Published: 2010; pages: 304
For her part, Rebecca's been most intrigued to learn that in Mandarin there is no easy way to say "no". It's just not in the language. To express a negative, you can use the word bu - the equivalent of "not" - coupled with the appropriate verb. So if someone inquiries as to whether its raining outside, you could answer, "Not is." Or if someone asks you if you want to go out to a movie, you could say, "Not want." Which, I would argue, sounds much harsher than an unadorned no.
Rebecca, in her endearing way, instantly cottons to this harshness. For a full afternoon, she adopts "not x" as her exclusive means of communicating with me. Rebecca, what time is it? "Not know." Rebecca, do you have the subway map with you? "Not have." Rebecca, this is sort of wearing on me. "Not care!"
I have a not-so-secret secret. Are you ready? I would kill to travel. Really. I’m always insanely jealous whenever anyone leaves the country, and then hang on every word they deem to share. I was pathetically excited to go on a plane to Melbourne. My yen to travel is, in fact, so severe it crosses over into the realm of stereotype (I have the whole map and pins on the wall). Because of this, I have a hidden passion for travel literature. I came across Seth Stevenson’s Grounded while browsing in my local bookstore and my armchair adventure yearning came to the forefront and I had to get it.
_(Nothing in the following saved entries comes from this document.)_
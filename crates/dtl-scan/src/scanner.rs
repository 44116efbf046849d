use dtl_core::{TokenSet, Violation};
use tracing::debug;

use crate::rule::{InlineStyleRule, RequiredFontRule, RequiredStylesheetsRule, Rule, StyleBlockRule};
use crate::types::{Requirements, ScanInput};

/// Ordered battery of rules run against every non-exempt file.
pub struct Scanner {
    rules: Vec<Box<dyn Rule>>,
}

impl Scanner {
    pub fn new(requirements: &Requirements) -> Self {
        Self::with_rules(vec![
            Box::new(InlineStyleRule),
            Box::new(StyleBlockRule),
            Box::new(RequiredStylesheetsRule {
                stylesheets: requirements.stylesheets.clone(),
            }),
            Box::new(RequiredFontRule {
                families: requirements.fonts.clone(),
            }),
        ])
    }

    pub fn with_rules(rules: Vec<Box<dyn Rule>>) -> Self {
        Self { rules }
    }

    pub fn rule_ids(&self) -> Vec<&str> {
        self.rules.iter().map(|r| r.id()).collect()
    }

    /// Runs every rule; no rule short-circuits another.
    pub fn scan(&self, file: &str, text: &str, tokens: &TokenSet) -> Vec<Violation> {
        let input = ScanInput::new(file, text, tokens);
        let mut violations = vec![];
        for rule in &self.rules {
            let found = rule.eval(&input);
            debug!(file, rule = rule.id(), count = found.len(), "rule evaluated");
            violations.extend(found);
        }
        violations
    }
}

impl Default for Scanner {
    fn default() -> Self {
        Self::new(&Requirements::default())
    }
}
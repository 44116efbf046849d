use std::path::Path;
use std::sync::LazyLock;

use dtl_core::{CoreError, CoreResult, TokenSet};
use regex::Regex;
use tracing::debug;

/// Neutrals accepted in both short and long form whether or not the
/// stylesheet spells them out.
pub const ALWAYS_ALLOWED: [&str; 6] = ["#FFF", "#FFFFFF", "#000", "#000000", "#EEE", "#EEEEEE"];

static ROOT_BLOCK: LazyLock<Regex> = LazyLock::new(|| Regex::new(r":root\s*\{([^}]*)\}").expect("root block regex"));
static HEX_COLOR: LazyLock<Regex> = LazyLock::new(|| Regex::new(r"#[0-9a-fA-F]{3,8}").expect("hex color regex"));

/// Body of the first `:root { ... }` block, if any.
pub fn root_block(css: &str) -> Option<&str> {
    ROOT_BLOCK.captures(css).and_then(|c| c.get(1)).map(|m| m.as_str())
}

pub fn extract_from_str<S: AsRef<str>>(css: &str, always_allowed: &[S]) -> TokenSet {
    let mut tokens = TokenSet::new();
    match root_block(css) {
        Some(body) => {
            for m in HEX_COLOR.find_iter(body) {
                tokens.insert_color(m.as_str());
            }
            debug!(colors = tokens.len(), "extracted :root colors");
        }
        None => debug!("no :root block found"),
    }
    for c in always_allowed {
        tokens.insert_color(c.as_ref());
    }
    tokens
}

pub fn extract_tokens<S: AsRef<str>>(path: &Path, always_allowed: &[S]) -> CoreResult<TokenSet> {
    if !path.is_file() {
        return Err(CoreError::TokenSourceMissing(path.to_path_buf()));
    }
    let css = std::fs::read_to_string(path).map_err(|source| CoreError::Read {
        path: path.to_path_buf(),
        source,
    })?;
    Ok(extract_from_str(&css, always_allowed))
}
Journalist Seth Stevenson and his lawyer partner, Rebecca, have become complacent in their lives. They’ve hit a rut, and this realisation comes at quite the shock to the former free spirits. They decide that adventure and travel is the answer to all their problems as so, casting off all the trappings of their lives, they each back a single backpack and set off to see the world.
But what makes Seth and Rebecca different than any other globetrotter? Well, they have a special goal in mind: to circumnavigate the world entirely by use of ground travel. That’s right, they will cross every line of latitude without the aid of planes. Boats, trains, cars, even bikes – that will be the way for them.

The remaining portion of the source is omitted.